(Stored records)
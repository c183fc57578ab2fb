//! Statement planning for one topic run.

use kpi_model::{ComparisonConfig, Field, QualifiedName, TableKind, Topic, TopicSpec};
use tracing::debug;

use crate::error::{Result, SqlError};
use crate::filter::SourceFilter;
use crate::query::{
    TopN, create_or_replace, generate_comparison_query, generate_kpi_query,
    generate_top_n_comparison_query,
};

/// What to generate for a topic.
#[derive(Debug, Clone)]
pub struct PlanOptions {
    /// Fields to generate; empty means every field of the topic.
    pub fields: Vec<Field>,
    /// Canonical country names; empty means unscoped tables only.
    pub countries: Vec<String>,
    pub kinds: Vec<TableKind>,
    pub top_n: TopN,
}

impl PlanOptions {
    pub fn new(top_n: TopN) -> Self {
        Self {
            fields: Vec::new(),
            countries: Vec::new(),
            kinds: TableKind::ALL.to_vec(),
            top_n,
        }
    }

    #[must_use]
    pub fn with_fields(mut self, fields: Vec<Field>) -> Self {
        self.fields = fields;
        self
    }

    #[must_use]
    pub fn with_countries(mut self, countries: Vec<String>) -> Self {
        self.countries = countries;
        self
    }

    #[must_use]
    pub fn with_kinds(mut self, kinds: Vec<TableKind>) -> Self {
        self.kinds = kinds;
        self
    }
}

/// A ready-to-run `CREATE OR REPLACE TABLE` statement.
#[derive(Debug, Clone, PartialEq, Eq)]
pub struct PlannedTable {
    pub kind: TableKind,
    pub topic: Topic,
    pub field: Field,
    pub country: Option<String>,
    pub table: QualifiedName,
    pub statement: String,
}

/// A table intentionally not generated.
#[derive(Debug, Clone, PartialEq, Eq)]
pub struct SkippedTable {
    pub kind: TableKind,
    pub table: QualifiedName,
    pub reason: String,
}

#[derive(Debug, Clone, PartialEq, Eq)]
pub enum PlanEntry {
    Ready(PlannedTable),
    Skipped(SkippedTable),
}

/// Statements for one topic run, in execution order.
#[derive(Debug, Clone, Default)]
pub struct GenerationPlan {
    pub entries: Vec<PlanEntry>,
}

impl GenerationPlan {
    pub fn ready(&self) -> impl Iterator<Item = &PlannedTable> {
        self.entries.iter().filter_map(|entry| match entry {
            PlanEntry::Ready(table) => Some(table),
            PlanEntry::Skipped(_) => None,
        })
    }

    pub fn skipped(&self) -> impl Iterator<Item = &SkippedTable> {
        self.entries.iter().filter_map(|entry| match entry {
            PlanEntry::Skipped(table) => Some(table),
            PlanEntry::Ready(_) => None,
        })
    }

    pub fn ready_count(&self) -> usize {
        self.ready().count()
    }
}

/// Build every statement for a topic.
///
/// Order is field, then country, then table kind (KPI, comparison, top-N).
/// Top-N tables ranked by a benchmark the field does not have are skipped;
/// every other problem is an error.
pub fn plan_topic(
    config: &ComparisonConfig,
    spec: &TopicSpec,
    options: &PlanOptions,
) -> Result<GenerationPlan> {
    let fields: Vec<Field> = if options.fields.is_empty() {
        spec.topic.fields().to_vec()
    } else {
        options.fields.clone()
    };
    let scopes: Vec<Option<&str>> = if options.countries.is_empty() {
        vec![None]
    } else {
        options.countries.iter().map(|c| Some(c.as_str())).collect()
    };

    let mut plan = GenerationPlan::default();
    for field in fields {
        let mapping = spec.field(field)?;
        for country in &scopes {
            let filter = SourceFilter::new(&spec.exclude_values)
                .with_extra_where(spec.extra_where.as_deref())
                .with_country(*country);
            for kind in &options.kinds {
                let table = config.qualified(&kind.table_name(spec.topic, field, *country));
                let query = match kind {
                    TableKind::Kpi => generate_kpi_query(mapping, &config.versions, &filter),
                    TableKind::Comparison => {
                        generate_comparison_query(mapping, &config.versions, &filter)
                    }
                    TableKind::BenchmarkComparison => match generate_top_n_comparison_query(
                        mapping,
                        &config.versions,
                        &filter,
                        options.top_n,
                    ) {
                        Ok(query) => query,
                        Err(SqlError::MissingBenchmark { .. }) => {
                            debug!(table = %table, "no benchmark source, skipping top-n table");
                            plan.entries.push(PlanEntry::Skipped(SkippedTable {
                                kind: *kind,
                                table,
                                reason: "no benchmark source configured".to_string(),
                            }));
                            continue;
                        }
                        Err(error) => return Err(error),
                    },
                };
                let statement = create_or_replace(&table.to_string(), &query);
                plan.entries.push(PlanEntry::Ready(PlannedTable {
                    kind: *kind,
                    topic: spec.topic,
                    field,
                    country: country.map(String::from),
                    table,
                    statement,
                }));
            }
        }
    }
    Ok(plan)
}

== Problem to solve ==
Provide the count of lines holding the word "tables" in these entries, and no other words.

== Task result ==
2